Are we making the most of our ICTs?

Teachers know best

I've just come across this report from the Bill and Melinda Gates Foundation detailing the results of 3,100 teacher surveys and 1,250 student surveys on the kinds of digital instruction tools that are useful and effective.

The foundation asked teachers and students what they need when it comes to digital instruction, aiming to close the communication gap between commercial developers and schools.

The sample size makes this a pretty comprehensive survey by any account, so the results are worth considering.

One of the findings that interests me is that most teachers surveyed (54 percent) reported that they don’t find many of the digital tools they use effective. That’s partly because teachers often aren’t making purchasing decisions. They say that when they do have a say in tool selection they often report on its effectiveness more favourably.

This simply reinforces for me one of the key dilemmas we have in any part of our educational system where decisions are being made around investment in ICTs without consulting the educators who will be using them. Think of the hundreds of IWBs that lie unused or underused in classrooms, or school BYOD programmes where students stop bringing theirs because there's no opportunity to actually use them in classrooms. 

My point is that there needs to be a clear process of well-facilitated consultation that drives back to the values and beliefs that drive what is happening in the classrooms of any school before significant purchasing decisions are made – about anything! 

And that process must provide the opportunity for the introduction of new ideas, new ways of operating and new forms of technology too. There must be a way of opening up the possibilities in areas where teachers don't know what they don't know – as well as building on their existing, successful and effective practices. 

This point is reinforced for me in the Gates Foundation report where teachers identified the following six instructional purposes for which digital tools are useful:

  • Delivering instruction directly to students
  • Diagnosing student learning needs
  • Varying the delivery method of instruction
  • Tailoring the learning experience to meet individual student needs
  • Supporting student collaboration and providing interactive experiences
  • Fostering independent practice of specific skills

While I don't have any issue in particular with the things listed here, it's what's missing that concerns me. Where is the emphasis on student use of ICTs for the creation and expression of new ideas and knowledge? Where is the focus on student use and ownership of the technology to empower them and give them agency in their learning?

Of the six purposes listed, only one is suggestive of this sort of thing – the other five focus on instruction, delivery, assessment and skill development – all characteristics of the traditional teacher-oriented approach to what happens in classrooms. 

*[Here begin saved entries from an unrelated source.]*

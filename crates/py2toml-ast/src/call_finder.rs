//! Locates the setup() call inside a parsed source tree.

use crate::PyNode;
use tracing::debug;

/// Find the first call expression whose callee is `setup`, either a plain
/// identifier or the final attribute of a dotted path such as
/// `setuptools.setup`. Matches are visited in document order; at most one
/// relevant call is expected per script.
pub fn find_setup_call<'r>(root: &PyNode<'r>) -> Option<PyNode<'r>> {
    for call in root.find_all("$FUNC($$$ARGS)") {
        let Some(callee) = call.get_node().field("function") else {
            continue;
        };
        let callee_text = callee.text();
        if is_setup_callee(callee_text.as_ref()) {
            debug!("found setup call via callee '{}'", callee_text);
            return Some(call.get_node().clone());
        }
    }
    None
}

fn is_setup_callee(callee: &str) -> bool {
    callee
        .rsplit('.')
        .next()
        .map(|segment| segment.trim() == "setup")
        .unwrap_or(false)
}

#[cfg(test)]
mod tests {
    use super::*;
    use ast_grep_core::AstGrep;
    use ast_grep_language::Python;

    #[test]
    fn test_finds_plain_setup_call() {
        let sg = AstGrep::new("setup(name=\"spam\")\n", Python);
        let root = sg.root();
        assert!(find_setup_call(&root).is_some());
    }

    #[test]
    fn test_finds_attribute_qualified_setup_call() {
        let source = "import setuptools\n\nsetuptools.setup(name=\"spam\")\n";
        let sg = AstGrep::new(source, Python);
        let root = sg.root();
        assert!(find_setup_call(&root).is_some());
    }

    #[test]
    fn test_ignores_other_calls() {
        let source = "print(\"hello\")\nsetup_logging()\nconfigure(setup=True)\n";
        let sg = AstGrep::new(source, Python);
        let root = sg.root();
        assert!(find_setup_call(&root).is_none());
    }

    #[test]
    fn test_first_setup_call_wins() {
        let source = "setup(name=\"first\")\nsetup(name=\"second\")\n";
        let sg = AstGrep::new(source, Python);
        let root = sg.root();
        let call = find_setup_call(&root);
        assert!(call.is_some_and(|node| node.text().contains("first")));
    }

    #[test]
    fn test_callee_matching() {
        assert!(is_setup_callee("setup"));
        assert!(is_setup_callee("setuptools.setup"));
        assert!(!is_setup_callee("setup_logging"));
        assert!(!is_setup_callee("setups"));
    }
}
pub mod diff;
pub mod types;

pub use types::{FileChange, PrUrl, PullRequest};

use async_trait::async_trait;
use std::path::PathBuf;
use thiserror::Error;
use tracing::{debug, instrument};

use crate::config::Config;
use types::TRUNCATION_SENTINEL;

#[derive(Debug, Error)]
pub enum PrError {
    #[error("GitHub API request failed: {0}")]
    ApiRequest(#[from] reqwest::Error),

    #[error("Invalid PR URL: {0}")]
    InvalidUrl(String),

    #[error("Failed to parse diff: {0}")]
    DiffParse(String),

    #[error("Failed to read patch file: {0}")]
    PatchRead(#[from] std::io::Error),

    #[error("Failed to decode file list: {0}")]
    Decode(#[from] serde_json::Error),
}

/// Where the changed files of a pull request come from.
#[async_trait]
pub trait PrSource: Send + Sync {
    /// Short description for logs (e.g., "github", "fixture").
    fn name(&self) -> &str;

    /// Load the pull request and its changed files.
    async fn load(&self) -> Result<PullRequest, PrError>;
}

/// Parse a GitHub PR URL into its component parts.
///
/// Expected format: https://github.com/{owner}/{repo}/pull/{number}
pub fn parse_pr_url(url: &str) -> Result<PrUrl, PrError> {
    let parsed = reqwest::Url::parse(url).map_err(|_| PrError::InvalidUrl(url.to_string()))?;

    if parsed.host_str() != Some("github.com") {
        return Err(PrError::InvalidUrl(url.to_string()));
    }

    let segments: Vec<_> = parsed
        .path_segments()
        .ok_or_else(|| PrError::InvalidUrl(url.to_string()))?
        .filter(|segment| !segment.is_empty())
        .collect();

    if segments.len() != 4 || segments[2] != "pull" {
        return Err(PrError::InvalidUrl(url.to_string()));
    }

    let pr_number = segments[3]
        .parse::<u64>()
        .map_err(|_| PrError::InvalidUrl(url.to_string()))?;

    Ok(PrUrl {
        owner: segments[0].to_string(),
        repo: segments[1].to_string(),
        pr_number,
    })
}

/// Keep the first `max_files` files and cut every patch longer than
/// `max_patch_bytes`, marking it with the truncation sentinel.
pub fn limit_files(
    mut files: Vec<FileChange>,
    max_files: usize,
    max_patch_bytes: usize,
) -> Vec<FileChange> {
    if files.len() > max_files {
        debug!(total = files.len(), kept = max_files, "dropping files beyond limit");
        files.truncate(max_files);
    }
    for file in &mut files {
        if let Some(patch) = file.patch.take() {
            file.patch = Some(truncate_patch(patch, max_patch_bytes));
        }
    }
    files
}

/// Cut `patch` to at most `max_bytes` (on a char boundary) and append the
/// truncation sentinel. Patches within the limit are returned untouched.
pub fn truncate_patch(mut patch: String, max_bytes: usize) -> String {
    if patch.len() <= max_bytes {
        return patch;
    }
    let mut end = max_bytes;
    while !patch.is_char_boundary(end) {
        end -= 1;
    }
    patch.truncate(end);
    patch.push_str(TRUNCATION_SENTINEL);
    patch
}

/// Fetches a pull request from the GitHub REST API.
pub struct GitHubSource {
    pr_url: PrUrl,
    config: Config,
}

impl GitHubSource {
    pub fn new(pr_url: PrUrl, config: Config) -> Self {
        Self { pr_url, config }
    }
}

#[async_trait]
impl PrSource for GitHubSource {
    fn name(&self) -> &str {
        "github"
    }

    async fn load(&self) -> Result<PullRequest, PrError> {
        fetch_pull_request(&self.pr_url, &self.config).await
    }
}

/// Fetch PR metadata and its changed files from the GitHub API.
///
/// The pull and its file list are requested concurrently. The token is
/// optional; public repositories can be read without one.
#[instrument(skip(config), fields(owner = %pr_url.owner, repo = %pr_url.repo, pr = pr_url.pr_number))]
pub async fn fetch_pull_request(pr_url: &PrUrl, config: &Config) -> Result<PullRequest, PrError> {
    let token = config.github_token();
    if token.is_none() {
        debug!("no GitHub token configured, sending unauthenticated requests");
    }
    let client = reqwest::Client::new();
    let base_url = format!(
        "{}/repos/{}/{}/pulls/{}",
        config.github.api_base().trim_end_matches('/'),
        pr_url.owner,
        pr_url.repo,
        pr_url.pr_number
    );

    #[derive(serde::Deserialize)]
    struct User {
        login: String,
    }

    #[derive(serde::Deserialize)]
    struct PullResponse {
        number: u64,
        title: String,
        state: String,
        user: Option<User>,
    }

    let get = |url: String| {
        let request = client
            .get(url)
            .header("User-Agent", "pr-diff-deck")
            .header("Accept", "application/vnd.github.v3+json");
        match token.as_deref() {
            Some(token) => request.bearer_auth(token),
            None => request,
        }
    };

    debug!("fetching PR metadata and files from GitHub API");
    let metadata_request = async {
        get(base_url.clone())
            .send()
            .await?
            .error_for_status()?
            .json::<PullResponse>()
            .await
    };
    let files_request = async {
        get(format!("{}/files?per_page=100", base_url))
            .send()
            .await?
            .error_for_status()?
            .json::<Vec<FileChange>>()
            .await
    };
    let (metadata, files) = tokio::try_join!(metadata_request, files_request)?;
    debug!(title = %metadata.title, files = files.len(), "received PR metadata and files");

    let files = limit_files(files, config.viewer.max_files, config.viewer.max_patch_bytes);

    Ok(PullRequest {
        number: metadata.number,
        title: metadata.title,
        author: metadata
            .user
            .map(|user| user.login)
            .unwrap_or_else(|| "ghost".to_string()),
        state: metadata.state,
        repo_name: format!("{}/{}", pr_url.owner, pr_url.repo),
        files,
    })
}

/// Serves an embedded mock PR so the viewer can run without a GitHub token.
pub struct FixtureSource {
    max_patch_bytes: usize,
}

impl FixtureSource {
    pub fn new(config: &Config) -> Self {
        Self {
            max_patch_bytes: config.viewer.max_patch_bytes,
        }
    }
}

#[async_trait]
impl PrSource for FixtureSource {
    fn name(&self) -> &str {
        "fixture"
    }

    async fn load(&self) -> Result<PullRequest, PrError> {
        let json = include_str!("../../tests/fixtures/sample_pr_files.json");
        let files: Vec<FileChange> = serde_json::from_str(json)?;
        Ok(PullRequest {
            number: 42,
            title: "Add OAuth2 login flow".to_string(),
            author: "alice".to_string(),
            state: "open".to_string(),
            repo_name: "octo-org/command-deck".to_string(),
            files: limit_files(files, usize::MAX, self.max_patch_bytes),
        })
    }
}

/// Reads `git diff` output (or a single bare patch) from a local file.
pub struct PatchFileSource {
    path: PathBuf,
    max_patch_bytes: usize,
}

impl PatchFileSource {
    pub fn new(path: PathBuf, config: &Config) -> Self {
        Self {
            path,
            max_patch_bytes: config.viewer.max_patch_bytes,
        }
    }
}

#[async_trait]
impl PrSource for PatchFileSource {
    fn name(&self) -> &str {
        "patch-file"
    }

    async fn load(&self) -> Result<PullRequest, PrError> {
        let raw = tokio::fs::read_to_string(&self.path).await?;
        let display_name = self.path.display().to_string();
        let files = diff::parse_git_diff(&raw, &display_name)?;
        debug!(files = files.len(), bytes = raw.len(), "parsed patch file");
        Ok(PullRequest {
            number: 0,
            title: display_name.clone(),
            author: String::new(),
            state: String::new(),
            repo_name: display_name,
            files: limit_files(files, usize::MAX, self.max_patch_bytes),
        })
    }
}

I suspect that one of the key reasons teachers reported not finding many of the digital tools effective is because they simply aren't being used effectivey – by students! In too many cases the focus is on the appropriation of the technology by the teachers to do things they used to do in other ways – not to do new things in new ways, in particular, release students to be creative, agentic and empowered in their learning.

The purpose of the report was to discover how commercial providers might better serve the needs of schools. While I believe there are probably plenty of ways commercial providers could develop products that support learning better, the more significant thing in my view is for us, as educators, to re-think much of what we actually do in our classrooms so that students are given greater opportunity to learn with, through and about the technologies.